Video: Memory Segments in C/C++

When you run a program, the operating system assigns a virtual address space that appears to be a continuous block of memory to the running process. This article explores the process memory model, including why stack and heap grow in opposite directions, how address spaces are organized, and the role of virtualization.

Process Memory Layout

Basic Memory Segments

Every process has a virtual address space divided into several key segments:

cpp
High Address (0xFFFFFFFF)
┌─────────────────────────────────────┐
│              Stack                  │ ← Grows downward
│              ↓                      │
├─────────────────────────────────────┤
│              ↓                      │
│              ↓                      │
├─────────────────────────────────────┤
│              Heap                   │ ← Grows upward
│              ↑                      │
├─────────────────────────────────────┤
│           Data Segment              │
│        (Global Variables)           │
├─────────────────────────────────────┤
│           Code Segment              │
│        (Program Instructions)       │
└─────────────────────────────────────┘
Low Address (0x00000000)

Key Memory Segments

  1. Code Segment (Text): Contains the actual program instructions. The processor fetches instructions from the code segment and executes them.
  2. Data Segment: Stores global variables, constants, and static data. This is any string, number, or other data that is not a program instruction.
  3. Heap: Dynamically allocated memory (malloc, new, etc.), accessed via pointers and references and allocated using malloc or new in C/C++.
  4. Stack: Local variables, function parameters, and return addresses.

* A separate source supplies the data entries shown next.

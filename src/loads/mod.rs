//! Loads applied on an element's body
//!
//! A load is a plain record. Turning it into equivalent nodal loads, and
//! recovering the internal force or displacement it causes between the nodes,
//! is the job of a [`LoadHandler`] picked per helper by [`handler_for`].

mod handlers;

use serde::{Deserialize, Serialize};

use crate::error::{FEAError, FEAResult};
use crate::math::{IsoPoint, Polynomial, Vec3};
use crate::results::Force;
use crate::transform::TransformManager;

pub use handlers::{
    handler_for, BarConcentratedHandler, BarDistributedHandler, EulerBernoulliNonUniformHandler,
    EulerBernoulliUniformHandler, InertHandler, LoadHandler, PlanarConcentratedHandler,
    PlanarUniformHandler, TrussImposedStrainHandler, TrussUniformHandler, HANDLERS,
};

/// Axes a load's direction or components are expressed in
#[derive(Debug, Clone, Copy, PartialEq, Eq, Default, Serialize, Deserialize)]
pub enum CoordinateSystem {
    #[default]
    Global,
    Local,
}

/// Direction of a load in local axes, normalized
fn local_unit_direction(
    direction: &Vec3,
    cs: CoordinateSystem,
    t: &TransformManager,
) -> FEAResult<Vec3> {
    let unit = direction
        .try_normalize(0.0)
        .ok_or_else(|| FEAError::InvalidInput("load direction is the zero vector".into()))?;
    Ok(match cs {
        CoordinateSystem::Global => t.global_to_local_vector(&unit),
        CoordinateSystem::Local => unit,
    })
}

/// Constant load over the whole element body.
///
/// Per unit length on bars, per unit area on planar elements and per unit
/// volume on solids.
#[derive(Debug, Clone, PartialEq, Serialize, Deserialize)]
pub struct UniformLoad {
    /// Direction, normalized when the load is applied
    pub direction: Vec3,
    /// Intensity along `direction`
    pub magnitude: f64,
    pub coordinate_system: CoordinateSystem,
}

impl UniformLoad {
    pub fn new(direction: Vec3, magnitude: f64, coordinate_system: CoordinateSystem) -> Self {
        Self {
            direction,
            magnitude,
            coordinate_system,
        }
    }

    /// Load in global axes
    pub fn global(direction: Vec3, magnitude: f64) -> Self {
        Self::new(direction, magnitude, CoordinateSystem::Global)
    }

    /// Load in local axes
    pub fn local(direction: Vec3, magnitude: f64) -> Self {
        Self::new(direction, magnitude, CoordinateSystem::Local)
    }

    /// Gravity style load along negative global Y
    pub fn downward(magnitude: f64) -> Self {
        Self::global(-Vec3::y(), magnitude.abs())
    }

    /// Intensity vector in local axes
    pub fn local_intensity(&self, t: &TransformManager) -> FEAResult<Vec3> {
        Ok(local_unit_direction(&self.direction, self.coordinate_system, t)? * self.magnitude)
    }
}

/// Force and moment acting at one point inside the element
#[derive(Debug, Clone, PartialEq, Serialize, Deserialize)]
pub struct ConcentratedLoad {
    pub force: Force,
    /// Point of application
    pub iso_location: IsoPoint,
    pub coordinate_system: CoordinateSystem,
}

impl ConcentratedLoad {
    pub fn new(force: Force, iso_location: IsoPoint, coordinate_system: CoordinateSystem) -> Self {
        Self {
            force,
            iso_location,
            coordinate_system,
        }
    }

    /// Force in local axes
    pub fn local_force(&self, t: &TransformManager) -> Force {
        match self.coordinate_system {
            CoordinateSystem::Global => t.force_to_local(&self.force),
            CoordinateSystem::Local => self.force,
        }
    }
}

/// Distributed load on part of a bar whose severity varies along it
#[derive(Debug, Clone, PartialEq, Serialize, Deserialize)]
pub struct PartialNonUniformLoad {
    /// Direction, normalized when the load is applied
    pub direction: Vec3,
    /// Intensity along `direction` as a polynomial of xi
    pub severity: Polynomial,
    /// Start of the loaded span in iso coordinates
    pub start_xi: f64,
    /// End of the loaded span in iso coordinates
    pub end_xi: f64,
    pub coordinate_system: CoordinateSystem,
}

impl PartialNonUniformLoad {
    pub fn new(
        direction: Vec3,
        severity: Polynomial,
        start_xi: f64,
        end_xi: f64,
        coordinate_system: CoordinateSystem,
    ) -> Self {
        Self {
            direction,
            severity,
            start_xi,
            end_xi,
            coordinate_system,
        }
    }

    /// Intensity varying linearly from `w_start` at `start_xi` to `w_end` at `end_xi`
    pub fn linear(
        direction: Vec3,
        w_start: f64,
        w_end: f64,
        start_xi: f64,
        end_xi: f64,
        coordinate_system: CoordinateSystem,
    ) -> FEAResult<Self> {
        let severity = Polynomial::through_two_points(start_xi, w_start, end_xi, w_end)?;
        Ok(Self::new(direction, severity, start_xi, end_xi, coordinate_system))
    }

    /// Triangular load, zero at the start of the span
    pub fn triangular(
        direction: Vec3,
        w_max: f64,
        start_xi: f64,
        end_xi: f64,
        coordinate_system: CoordinateSystem,
    ) -> FEAResult<Self> {
        Self::linear(direction, 0.0, w_max, start_xi, end_xi, coordinate_system)
    }

    /// Fail with `InvalidInput` unless `-1 <= start_xi < end_xi <= 1`
    pub fn validate(&self, tol: f64) -> FEAResult<()> {
        if !(self.start_xi < self.end_xi) || self.start_xi < -1.0 - tol || self.end_xi > 1.0 + tol {
            return Err(FEAError::InvalidInput(format!(
                "load span [{}, {}] is not inside [-1, 1]",
                self.start_xi, self.end_xi
            )));
        }
        Ok(())
    }

    /// Unit direction in local axes
    pub fn local_direction(&self, t: &TransformManager) -> FEAResult<Vec3> {
        local_unit_direction(&self.direction, self.coordinate_system, t)
    }

    /// Severity at `xi`, zero outside the loaded span
    pub fn severity_at(&self, xi: f64) -> f64 {
        if xi < self.start_xi || xi > self.end_xi {
            0.0
        } else {
            self.severity.evaluate(xi)
        }
    }
}

/// Axial strain imposed on a bar, e.g. from a temperature change
#[derive(Debug, Clone, Copy, PartialEq, Serialize, Deserialize)]
pub struct ImposedStrainLoad {
    /// Positive strain elongates the bar
    pub strain: f64,
}

impl ImposedStrainLoad {
    pub fn new(strain: f64) -> Self {
        Self { strain }
    }

    /// Strain from a uniform temperature change
    pub fn thermal(alpha: f64, delta_t: f64) -> Self {
        Self::new(alpha * delta_t)
    }
}

/// Any load that can be applied on an element
#[derive(Debug, Clone, PartialEq, Serialize, Deserialize)]
pub enum ElementalLoad {
    Uniform(UniformLoad),
    Concentrated(ConcentratedLoad),
    PartialNonUniform(PartialNonUniformLoad),
    ImposedStrain(ImposedStrainLoad),
}

impl ElementalLoad {
    /// Variant name, for logs and error messages
    pub fn kind_name(&self) -> &'static str {
        match self {
            ElementalLoad::Uniform(_) => "uniform",
            ElementalLoad::Concentrated(_) => "concentrated",
            ElementalLoad::PartialNonUniform(_) => "partial non-uniform",
            ElementalLoad::ImposedStrain(_) => "imposed strain",
        }
    }

    /// True for loads distributed along the body
    pub fn is_distributed(&self) -> bool {
        matches!(
            self,
            ElementalLoad::Uniform(_) | ElementalLoad::PartialNonUniform(_)
        )
    }
}

impl From<UniformLoad> for ElementalLoad {
    fn from(l: UniformLoad) -> Self {
        ElementalLoad::Uniform(l)
    }
}

impl From<ConcentratedLoad> for ElementalLoad {
    fn from(l: ConcentratedLoad) -> Self {
        ElementalLoad::Concentrated(l)
    }
}

impl From<PartialNonUniformLoad> for ElementalLoad {
    fn from(l: PartialNonUniformLoad) -> Self {
        ElementalLoad::PartialNonUniform(l)
    }
}

impl From<ImposedStrainLoad> for ElementalLoad {
    fn from(l: ImposedStrainLoad) -> Self {
        ElementalLoad::ImposedStrain(l)
    }
}

#[cfg(test)]
mod tests {
    use super::*;
    use crate::math::Mat3;
    use approx::assert_relative_eq;

    #[test]
    fn test_uniform_intensity_is_normalized() {
        let load = UniformLoad::global(Vec3::new(0.0, -3.0, 0.0), 2.0);
        let q = load.local_intensity(&TransformManager::identity()).unwrap();
        assert_relative_eq!(q.y, -2.0, epsilon = 1e-14);
        assert_relative_eq!(q.norm(), 2.0, epsilon = 1e-14);
    }

    #[test]
    fn test_global_direction_rotated_to_local() {
        // local x along global Y
        let t = TransformManager::new(Mat3::new(0.0, 1.0, 0.0, -1.0, 0.0, 0.0, 0.0, 0.0, 1.0));
        let q = UniformLoad::downward(5.0).local_intensity(&t).unwrap();
        assert_relative_eq!(q.x, -5.0, epsilon = 1e-14);
        assert_relative_eq!(q.y, 0.0, epsilon = 1e-14);

        let local = UniformLoad::local(Vec3::y(), 5.0).local_intensity(&t).unwrap();
        assert_relative_eq!(local.y, 5.0, epsilon = 1e-14);
    }

    #[test]
    fn test_zero_direction_rejected() {
        let load = UniformLoad::global(Vec3::zeros(), 1.0);
        assert!(load.local_intensity(&TransformManager::identity()).is_err());
    }

    #[test]
    fn test_partial_severity_outside_span() {
        let load = PartialNonUniformLoad::linear(Vec3::y(), 1.0, 3.0, -0.5, 0.5, CoordinateSystem::Local)
            .unwrap();
        assert_relative_eq!(load.severity_at(0.0), 2.0, epsilon = 1e-14);
        assert_eq!(load.severity_at(0.75), 0.0);
        assert!(load.validate(1e-9).is_ok());

        let reversed = PartialNonUniformLoad::new(
            Vec3::y(),
            Polynomial::constant(1.0),
            0.5,
            -0.5,
            CoordinateSystem::Local,
        );
        assert!(reversed.validate(1e-9).is_err());
    }

    #[test]
    fn test_load_json_round_trip() {
        let load: ElementalLoad = UniformLoad::downward(12.5).into();
        let json = serde_json::to_string(&load).unwrap();
        let back: ElementalLoad = serde_json::from_str(&json).unwrap();
        assert_eq!(back, load);
    }
}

Why Stack and Heap Grow in Opposite Directions

The Problem with Same Direction Growth

Imagine if both stack and heap grew upward:

cpp
Memory Space:
┌─────────────────────────────────────┐
│ Stack: [func1][func2][func3] ↑      │
├─────────────────────────────────────┤
│ Heap:  [block1][block2][block3] ↑   │
└─────────────────────────────────────┘

Issues:

  • Fixed limits: You'd need to decide in advance how much space to allocate to each
  • Wasteful: If stack uses little memory, heap space is wasted (and vice versa)
  • Fragmentation: Memory becomes fragmented as stack and heap compete for space

The Solution: Opposite Direction Growth

cpp
Memory Space:
┌─────────────────────────────────────┐
│ Stack: [func3][func2][func1] ↓      │
├─────────────────────────────────────┤
│              Free Space             │
├─────────────────────────────────────┤
│ Heap:  [block1][block2][block3] ↑   │
└─────────────────────────────────────┘

Benefits:

  • Dynamic allocation: Both can grow as needed until they meet
  • Efficient use: No wasted space - all available memory is utilized
  • Flexible: Stack can be large when heap is small, and vice versa

Memory Address Organization

How Addresses are Assigned

Modern operating systems use virtual memory to give each process the illusion of having its own complete address space. On 32-bit systems, this address space is 4GB (2^32 bytes).

cpp
Physical RAM (4GB):
┌─────────────────────────────────────┐
│ Process A: 0x00000000-0xFFFFFFFF
│ Process B: 0x00000000-0xFFFFFFFF
│ Process C: 0x00000000-0xFFFFFFFF
└─────────────────────────────────────┘

Key Point: Each process thinks it has access to the full address space (0x00000000 to 0xFFFFFFFF on 32-bit systems), but the OS maps these virtual addresses to different physical memory locations. In reality, the physical memory is much smaller than the virtual address space.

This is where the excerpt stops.